RECORDS FOR THE EXERCISE
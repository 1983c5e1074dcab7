//! Row-wise versus column-wise layout of literal expectations.

use slt_error::{Result, SltError};

/// How the expected tokens line up against the actual result.
#[derive(Debug, Clone, Copy, PartialEq, Eq)]
pub struct Orientation {
    /// Column count used for comparison; always the actual column count.
    pub effective_column_count: usize,
    /// Each expected token is one tab-joined row.
    pub row_wise: bool,
    /// The declared column count disagreed with the actual one.
    pub count_mismatch: bool,
    pub expected_rows: usize,
}

/// Decide the orientation of `expected`.
///
/// The actual column count always wins over the declared one; a
/// disagreement is remembered in `count_mismatch` for a later diagnostic.
/// Tokens are row-wise when there is more than one column and one token per
/// actual row, or when every token contains a tab.
///
/// # Errors
///
/// Returns `SltError::IncompleteRow` when a column-wise expectation does not
/// divide evenly into rows.
pub fn resolve(
    expected: &[String],
    declared_column_count: usize,
    actual_column_count: usize,
    actual_row_count: usize,
) -> Result<Orientation> {
    let count_mismatch = declared_column_count != actual_column_count;
    let effective_column_count = actual_column_count;

    let mut row_wise = effective_column_count > 1 && expected.len() == actual_row_count;
    if !row_wise {
        row_wise = expected.iter().all(|token| token.contains('\t'));
    }

    let expected_rows = if row_wise {
        expected.len()
    } else if effective_column_count == 0 || expected.len() % effective_column_count != 0 {
        return Err(SltError::IncompleteRow {
            columns: effective_column_count,
            values: expected.len(),
        });
    } else {
        expected.len() / effective_column_count
    };

    Ok(Orientation {
        effective_column_count,
        row_wise,
        count_mismatch,
        expected_rows,
    })
}

impl Orientation {
    /// Split the expected tokens into cells in row-major order.
    ///
    /// # Errors
    ///
    /// Returns `SltError::RowSplit` when a row-wise token does not split on
    /// tabs into exactly `effective_column_count` fields.
    pub fn expected_cells(&self, expected: &[String]) -> Result<Vec<String>> {
        if !self.row_wise {
            return Ok(expected.to_vec());
        }
        let mut cells = Vec::with_capacity(expected.len() * self.effective_column_count);
        for (row, token) in expected.iter().enumerate() {
            let before = cells.len();
            cells.extend(token.split('\t').map(str::to_owned));
            let fields = cells.len() - before;
            if fields != self.effective_column_count {
                return Err(SltError::RowSplit {
                    row,
                    expected: self.effective_column_count,
                    actual: fields,
                });
            }
        }
        Ok(cells)
    }
}

#[cfg(test)]
mod tests {
    use super::*;

    fn tokens(items: &[&str]) -> Vec<String> {
        items.iter().map(|s| (*s).to_owned()).collect()
    }

    #[test]
    fn single_column_is_column_wise() {
        let o = resolve(&tokens(&["1", "2"]), 1, 1, 2).unwrap();
        assert!(!o.row_wise);
        assert!(!o.count_mismatch);
        assert_eq!(o.expected_rows, 2);
    }

    #[test]
    fn one_token_per_row_is_row_wise() {
        let o = resolve(&tokens(&["1\ta", "2\tb"]), 2, 2, 2).unwrap();
        assert!(o.row_wise);
        assert_eq!(o.expected_rows, 2);
        assert_eq!(
            o.expected_cells(&tokens(&["1\ta", "2\tb"])).unwrap(),
            tokens(&["1", "a", "2", "b"])
        );
    }

    #[test]
    fn column_wise_multi_column() {
        let expected = tokens(&["1", "a", "2", "b"]);
        let o = resolve(&expected, 2, 2, 2).unwrap();
        assert!(!o.row_wise);
        assert_eq!(o.expected_rows, 2);
        assert_eq!(o.expected_cells(&expected).unwrap(), expected);
    }

    #[test]
    fn all_tabs_forces_row_wise_despite_counts() {
        // Three tab rows against a two-row result: still row-wise, and the
        // row count check downstream reports 3 vs 2.
        let o = resolve(&tokens(&["1\ta", "2\tb", "3\tc"]), 2, 2, 2).unwrap();
        assert!(o.row_wise);
        assert_eq!(o.expected_rows, 3);
    }

    #[test]
    fn declared_count_is_overridden() {
        let o = resolve(&tokens(&["1", "2", "3", "4"]), 3, 2, 2).unwrap();
        assert!(o.count_mismatch);
        assert_eq!(o.effective_column_count, 2);
        assert_eq!(o.expected_rows, 2);
    }

    #[test]
    fn incomplete_last_row() {
        let err = resolve(&tokens(&["1", "2", "3"]), 2, 2, 1).expect_err("not divisible");
        assert!(matches!(
            err,
            SltError::IncompleteRow {
                columns: 2,
                values: 3
            }
        ));
        assert!(err.is_test_definition_error());
    }

    #[test]
    fn row_split_mismatch() {
        let expected = tokens(&["1\ta\tx", "2\tb"]);
        let o = resolve(&expected, 2, 2, 2).unwrap();
        let err = o.expected_cells(&expected).expect_err("three fields");
        assert!(matches!(
            err,
            SltError::RowSplit {
                row: 0,
                expected: 2,
                actual: 3
            }
        ));
    }
}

WORK TO COMPLETE
Word for word, print the listing above once more.

FINISHED TASK
repository 1983c5e1074dcab7
//! Row-wise versus column-wise layout of literal expectations.

use slt_error::{Result, SltError};

/// How the expected tokens line up against the actual result.
#[derive(Debug, Clone, Copy, PartialEq, Eq)]
pub struct Orientation {
    /// Column count used for comparison; always the actual column count.
    pub effective_column_count: usize,
    /// Each expected token is one tab-joined row.
    pub row_wise: bool,
    /// The declared column count disagreed with the actual one.
    pub count_mismatch: bool,
    pub expected_rows: usize,
}

/// Decide the orientation of `expected`.
///
/// The actual column count always wins over the declared one; a
/// disagreement is remembered in `count_mismatch` for a later diagnostic.
/// Tokens are row-wise when there is more than one column and one token per
/// actual row, or when every token contains a tab.
///
/// # Errors
///
/// Returns `SltError::IncompleteRow` when a column-wise expectation does not
/// divide evenly into rows.
pub fn resolve(
    expected: &[String],
    declared_column_count: usize,
    actual_column_count: usize,
    actual_row_count: usize,
) -> Result<Orientation> {
    let count_mismatch = declared_column_count != actual_column_count;
    let effective_column_count = actual_column_count;

    let mut row_wise = effective_column_count > 1 && expected.len() == actual_row_count;
    if !row_wise {
        row_wise = expected.iter().all(|token| token.contains('\t'));
    }

    let expected_rows = if row_wise {
        expected.len()
    } else if effective_column_count == 0 || expected.len() % effective_column_count != 0 {
        return Err(SltError::IncompleteRow {
            columns: effective_column_count,
            values: expected.len(),
        });
    } else {
        expected.len() / effective_column_count
    };

    Ok(Orientation {
        effective_column_count,
        row_wise,
        count_mismatch,
        expected_rows,
    })
}

impl Orientation {
    /// Split the expected tokens into cells in row-major order.
    ///
    /// # Errors
    ///
    /// Returns `SltError::RowSplit` when a row-wise token does not split on
    /// tabs into exactly `effective_column_count` fields.
    pub fn expected_cells(&self, expected: &[String]) -> Result<Vec<String>> {
        if !self.row_wise {
            return Ok(expected.to_vec());
        }
        let mut cells = Vec::with_capacity(expected.len() * self.effective_column_count);
        for (row, token) in expected.iter().enumerate() {
            let before = cells.len();
            cells.extend(token.split('\t').map(str::to_owned));
            let fields = cells.len() - before;
            if fields != self.effective_column_count {
                return Err(SltError::RowSplit {
                    row,
                    expected: self.effective_column_count,
                    actual: fields,
                });
            }
        }
        Ok(cells)
    }
}

#[cfg(test)]
mod tests {
    use super::*;

    fn tokens(items: &[&str]) -> Vec<String> {
        items.iter().map(|s| (*s).to_owned()).collect()
    }

    #[test]
    fn single_column_is_column_wise() {
        let o = resolve(&tokens(&["1", "2"]), 1, 1, 2).unwrap();
        assert!(!o.row_wise);
        assert!(!o.count_mismatch);
        assert_eq!(o.expected_rows, 2);
    }

    #[test]
    fn one_token_per_row_is_row_wise() {
        let o = resolve(&tokens(&["1\ta", "2\tb"]), 2, 2, 2).unwrap();
        assert!(o.row_wise);
        assert_eq!(o.expected_rows, 2);
        assert_eq!(
            o.expected_cells(&tokens(&["1\ta", "2\tb"])).unwrap(),
            tokens(&["1", "a", "2", "b"])
        );
    }

    #[test]
    fn column_wise_multi_column() {
        let expected = tokens(&["1", "a", "2", "b"]);
        let o = resolve(&expected, 2, 2, 2).unwrap();
        assert!(!o.row_wise);
        assert_eq!(o.expected_rows, 2);
        assert_eq!(o.expected_cells(&expected).unwrap(), expected);
    }

    #[test]
    fn all_tabs_forces_row_wise_despite_counts() {
        // Three tab rows against a two-row result: still row-wise, and the
        // row count check downstream reports 3 vs 2.
        let o = resolve(&tokens(&["1\ta", "2\tb", "3\tc"]), 2, 2, 2).unwrap();
        assert!(o.row_wise);
        assert_eq!(o.expected_rows, 3);
    }

    #[test]
    fn declared_count_is_overridden() {
        let o = resolve(&tokens(&["1", "2", "3", "4"]), 3, 2, 2).unwrap();
        assert!(o.count_mismatch);
        assert_eq!(o.effective_column_count, 2);
        assert_eq!(o.expected_rows, 2);
    }

    #[test]
    fn incomplete_last_row() {
        let err = resolve(&tokens(&["1", "2", "3"]), 2, 2, 1).expect_err("not divisible");
        assert!(matches!(
            err,
            SltError::IncompleteRow {
                columns: 2,
                values: 3
            }
        ));
        assert!(err.is_test_definition_error());
    }

    #[test]
    fn row_split_mismatch() {
        let expected = tokens(&["1\ta\tx", "2\tb"]);
        let o = resolve(&expected, 2, 2, 2).unwrap();
        let err = o.expected_cells(&expected).expect_err("three fields");
        assert!(matches!(
            err,
            SltError::RowSplit {
                row: 0,
                expected: 2,
                actual: 3
            }
        ));
    }
}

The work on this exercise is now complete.